Information on Ohio’s new law for medical marijuana

Campus News, News, Student Life

Over the past year, the Ohio House of Representatives has passed House Bill 523, which legalizes medical marijuana for Ohioans. Since then, Ohio has started a two-year process of implementing the bill.

This is everything Capital needs to know:

It is a two-year process

According to Cleveland.com, Ohio passed the bill legalizing medical marijuana over a year ago. It was not until this past September that the bill went into effect. Moreover, figuring out who would grow and sell it postponed dispensaries from opening until Sept. 8, 2018.

Although marijuana is now medically legal, Capital’s rules and regulations remain status quo.

According to Public Safety Chief Francisco Fernandez, Capital’s policy, which is in compliance with the Drug-Free Schools and Communities Act, prohibits manufacture, possession, sales and use of illegal drugs, controlled substances and drug paraphernalia.

“Under federal law, growing and using marijuana remains a crime, and federal legislation prohibits any institution of higher education that receives federal funding from allowing the possession or use of marijuana,” Fernandez said. “Currently, there are no dispensaries in Ohio, and the certification process allowing doctors to recommend marijuana has not yet been created.”

NCAA rules

“Medical marijuana has been a topic of discussion within Capital Athletics, just as it has been at all NCAA Division I, II and III institutions across the country,” Capital’s sports information director Ryan Gasser said.

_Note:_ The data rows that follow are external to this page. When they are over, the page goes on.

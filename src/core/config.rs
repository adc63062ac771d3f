//! Configuration management

use crate::signals::{Layout, SignalTable};
use anyhow::{Context, Result};
use directories::ProjectDirs;
use serde::{Deserialize, Serialize};
use std::collections::BTreeMap;
use std::path::{Path, PathBuf};
use std::time::Duration;

/// Signal store configuration
#[derive(Debug, Clone, Serialize, Deserialize)]
pub struct StoreConfig {
    /// Directory that relative markers resolve against
    #[serde(default = "default_store_root")]
    pub root: PathBuf,
    /// Built-in marker naming scheme
    #[serde(default)]
    pub layout: Layout,
    /// Per-signal marker overrides (signal name -> marker path)
    #[serde(default)]
    pub markers: BTreeMap<String, String>,
}

fn default_store_root() -> PathBuf {
    PathBuf::from("/tmp")
}

impl Default for StoreConfig {
    fn default() -> Self {
        Self {
            root: default_store_root(),
            layout: Layout::default(),
            markers: BTreeMap::new(),
        }
    }
}

impl StoreConfig {
    /// Resolve the marker table for this configuration
    pub fn signal_table(&self) -> Result<SignalTable> {
        SignalTable::new(&self.root, self.layout)
            .with_overrides(&self.markers)
            .context("Invalid marker overrides")
    }
}

/// Reconciliation timing
#[derive(Debug, Clone, Serialize, Deserialize)]
pub struct TimingConfig {
    /// Periodic refresh interval in milliseconds
    #[serde(default = "default_tick_interval")]
    pub tick_interval_ms: u64,
    /// Marker polling interval in milliseconds
    #[serde(default = "default_watch_interval")]
    pub watch_interval_ms: u64,
}

fn default_tick_interval() -> u64 {
    1000
}
fn default_watch_interval() -> u64 {
    250
}

impl Default for TimingConfig {
    fn default() -> Self {
        Self {
            tick_interval_ms: default_tick_interval(),
            watch_interval_ms: default_watch_interval(),
        }
    }
}

impl TimingConfig {
    pub fn tick_interval(&self) -> Duration {
        Duration::from_millis(self.tick_interval_ms.max(1))
    }

    pub fn watch_interval(&self) -> Duration {
        Duration::from_millis(self.watch_interval_ms.max(1))
    }
}

/// Host device paths and limits
#[derive(Debug, Clone, Serialize, Deserialize)]
pub struct HostConfig {
    /// Backlight brightness file
    #[serde(default = "default_brightness_path")]
    pub brightness_path: PathBuf,
    /// Brightness file used while a custom brightness command is active
    #[serde(default = "default_custom_brightness_path")]
    pub custom_brightness_path: PathBuf,
    /// Directory where system update images are downloaded
    #[serde(default = "default_update_storage_dir")]
    pub update_storage_dir: PathBuf,
    #[serde(default = "default_brightness_min")]
    pub brightness_min: u32,
    #[serde(default = "default_brightness_max")]
    pub brightness_max: u32,
    #[serde(default = "default_brightness_step")]
    pub brightness_step: u32,
}

fn default_brightness_path() -> PathBuf {
    PathBuf::from("/sys/class/backlight/rpi_backlight/brightness")
}
fn default_custom_brightness_path() -> PathBuf {
    PathBuf::from("/tmp/custombrightness")
}
fn default_update_storage_dir() -> PathBuf {
    PathBuf::from("/media/USBDRIVES/CSSTORAGE")
}
fn default_brightness_min() -> u32 {
    30
}
fn default_brightness_max() -> u32 {
    255
}
fn default_brightness_step() -> u32 {
    25
}

impl Default for HostConfig {
    fn default() -> Self {
        Self {
            brightness_path: default_brightness_path(),
            custom_brightness_path: default_custom_brightness_path(),
            update_storage_dir: default_update_storage_dir(),
            brightness_min: default_brightness_min(),
            brightness_max: default_brightness_max(),
            brightness_step: default_brightness_step(),
        }
    }
}

/// Command templates for host actions. `{value}` is replaced by the action
/// argument. An empty list means the action is not configured.
#[derive(Debug, Clone, Serialize, Deserialize)]
pub struct CommandConfig {
    #[serde(default = "default_set_volume")]
    pub set_volume: Vec<String>,
    #[serde(default = "default_mute")]
    pub mute: Vec<String>,
    #[serde(default = "default_unmute")]
    pub unmute: Vec<String>,
    #[serde(default = "default_enable_pairing")]
    pub enable_pairing: Vec<String>,
    #[serde(default = "default_debug_log")]
    pub debug_log: Vec<String>,
    #[serde(default)]
    pub day_mode: Vec<String>,
    #[serde(default)]
    pub night_mode: Vec<String>,
    #[serde(default)]
    pub reboot: Vec<String>,
    #[serde(default)]
    pub shutdown: Vec<String>,
    #[serde(default)]
    pub app_stop: Vec<String>,
    #[serde(default = "default_update")]
    pub update: Vec<String>,
    #[serde(default = "default_update_check")]
    pub update_check: Vec<String>,
    #[serde(default = "default_update_cancel")]
    pub update_cancel: Vec<String>,
    #[serde(default = "default_network")]
    pub network: Vec<String>,
    #[serde(default = "default_hotspot_start")]
    pub hotspot_start: Vec<String>,
    #[serde(default = "default_hotspot_stop")]
    pub hotspot_stop: Vec<String>,
    #[serde(default = "default_bluetooth_unpair")]
    pub bluetooth_unpair: Vec<String>,
    #[serde(default = "default_rtc_sync")]
    pub rtc_sync: Vec<String>,
    #[serde(default = "default_set_time")]
    pub set_time: Vec<String>,
    #[serde(default = "default_audio_test")]
    pub audio_test: Vec<String>,
}

fn argv(parts: &[&str]) -> Vec<String> {
    parts.iter().map(|s| s.to_string()).collect()
}

fn default_set_volume() -> Vec<String> {
    argv(&["/usr/local/bin/autoapp_helper", "setvolume", "{value}"])
}
fn default_mute() -> Vec<String> {
    argv(&["/usr/local/bin/autoapp_helper", "setmute"])
}
fn default_unmute() -> Vec<String> {
    argv(&["/usr/local/bin/autoapp_helper", "setunmute"])
}
fn default_enable_pairing() -> Vec<String> {
    argv(&["/usr/local/bin/crankshaft", "bluetooth", "pairable"])
}
fn default_debug_log() -> Vec<String> {
    argv(&["/usr/local/bin/crankshaft", "debuglog"])
}
fn default_update() -> Vec<String> {
    argv(&["/usr/local/bin/crankshaft", "update", "{value}"])
}
fn default_update_check() -> Vec<String> {
    argv(&["/usr/local/bin/crankshaft", "update", "check"])
}
fn default_update_cancel() -> Vec<String> {
    argv(&["/usr/local/bin/crankshaft", "update", "cancel"])
}
fn default_network() -> Vec<String> {
    argv(&["/usr/local/bin/crankshaft", "network", "{value}"])
}
fn default_hotspot_start() -> Vec<String> {
    argv(&["/opt/crankshaft/service_hotspot.sh", "start"])
}
fn default_hotspot_stop() -> Vec<String> {
    argv(&["/opt/crankshaft/service_hotspot.sh", "stop"])
}
fn default_bluetooth_unpair() -> Vec<String> {
    argv(&["/usr/local/bin/crankshaft", "bluetooth", "unpair"])
}
fn default_rtc_sync() -> Vec<String> {
    argv(&["/usr/local/bin/crankshaft", "rtc", "sync"])
}
fn default_set_time() -> Vec<String> {
    argv(&["/usr/local/bin/autoapp_helper", "settime#{value}"])
}
fn default_audio_test() -> Vec<String> {
    argv(&["/usr/local/bin/crankshaft", "audio", "test"])
}

impl Default for CommandConfig {
    fn default() -> Self {
        Self {
            set_volume: default_set_volume(),
            mute: default_mute(),
            unmute: default_unmute(),
            enable_pairing: default_enable_pairing(),
            debug_log: default_debug_log(),
            day_mode: Vec::new(),
            night_mode: Vec::new(),
            reboot: Vec::new(),
            shutdown: Vec::new(),
            app_stop: Vec::new(),
            update: default_update(),
            update_check: default_update_check(),
            update_cancel: default_update_cancel(),
            network: default_network(),
            hotspot_start: default_hotspot_start(),
            hotspot_stop: default_hotspot_stop(),
            bluetooth_unpair: default_bluetooth_unpair(),
            rtc_sync: default_rtc_sync(),
            set_time: default_set_time(),
            audio_test: default_audio_test(),
        }
    }
}

/// Main application configuration
#[derive(Debug, Clone, Default, Serialize, Deserialize)]
pub struct Config {
    /// Signal store configuration
    #[serde(default)]
    pub store: StoreConfig,
    /// Reconciliation timing
    #[serde(default)]
    pub timing: TimingConfig,
    /// Host device paths
    #[serde(default)]
    pub host: HostConfig,
    /// Host action command templates
    #[serde(default)]
    pub commands: CommandConfig,
}

impl Config {
    /// Load configuration from the default location
    pub fn load() -> Result<Self> {
        let config_path = Self::config_path()?;
        Self::load_from(&config_path)
    }

    /// Load configuration from a file, falling back to defaults if it doesn't exist
    pub fn load_from(config_path: &Path) -> Result<Self> {
        if config_path.exists() {
            let content = std::fs::read_to_string(config_path)
                .with_context(|| format!("Failed to read config file: {:?}", config_path))?;
            let config: Config = toml::from_str(&content)
                .with_context(|| format!("Failed to parse config file: {:?}", config_path))?;
            Ok(config)
        } else {
            Ok(Config::default())
        }
    }

    /// Save configuration to the default location
    pub fn save(&self) -> Result<()> {
        let config_path = Self::config_path()?;
        self.save_to(&config_path)
    }

    pub fn save_to(&self, config_path: &Path) -> Result<()> {
        if let Some(parent) = config_path.parent() {
            std::fs::create_dir_all(parent)
                .with_context(|| format!("Failed to create config directory: {:?}", parent))?;
        }

        let content = toml::to_string_pretty(self).context("Failed to serialize config")?;
        std::fs::write(config_path, content)
            .with_context(|| format!("Failed to write config file: {:?}", config_path))?;

        Ok(())
    }

    /// Get the configuration file path
    pub fn config_path() -> Result<PathBuf> {
        let proj_dirs = ProjectDirs::from("org", "headunit", "HeadunitShell")
            .context("Failed to determine config directory")?;
        Ok(proj_dirs.config_dir().join("config.toml"))
    }

    /// Get the default configuration embedded in the binary
    pub fn default_config_str() -> &'static str {
        include_str!("../../config/default.toml")
    }
}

Thereby, Capital University must abide by NCAA decisions on the matter.

As of now, legal states such as Washington or Colorado prohibit the use of medical marijuana for NCAA athletes.

Provided by athletic director Roger Ingles, an article published on potguide.com states, “Marijuana is weird. Or more accurately, organizations that create policies about marijuana are weird.”

NCAA is considered an organization that governs sports, leaving them to decide the rules and regulations. This can be hard, especially during a progressive era, such as the one we are living in.

But that has not stopped NCAA from changing regulations.

Particularly, in April of 2014, NCAA ruled that marijuana was not a performance-enhancing drug, reported on bleacherreport.com. This means punishment would no longer be as substantial as it would be for using steroids, for example.

The suspension result would no longer be a whole season, but just half a season.

Ohio’s 523 Bill

The new Ohio law does not prevent current employers from taking action if an employee violates the company drug policy, according to Cleveland Clinic. Regarding the legalization of marijuana, Ohio’s bill still prohibits the act of smoking marijuana.

Some legal ways to consume the drug are to inhale strictly through a vaporizer, or to use oils, tinctures, plant material, edibles or patches.

According to Cleveland Clinic, medical marijuana can only be prescribed to a patient with one of the following conditions: HIV/AIDS, amyotrophic lateral sclerosis (Lou Gehrig’s disease), Alzheimer’s disease, cancer, chronic traumatic encephalopathy, Crohn’s disease, epilepsy or other seizure disorder, fibromyalgia, glaucoma, hepatitis C, inflammatory bowel disease, multiple sclerosis (MS), pain: either chronic, severe, or intractable (difficult to manage), Parkinson’s disease, post-traumatic stress disorder (PTSD), sickle cell anemia, spinal cord disease or injury, tourette’s syndrome, traumatic brain injury, and ulcerative colitis.

What Ohio is still working on

According to Cleveland Clinic, “The certification process is not yet in place, and no continuing education courses – required to become certified – have been approved.”

Furthermore, Ohio dispensaries will not be open until Sept. 8, 2018. This leaves many questioning where current patients are supposed to get medication in the meantime.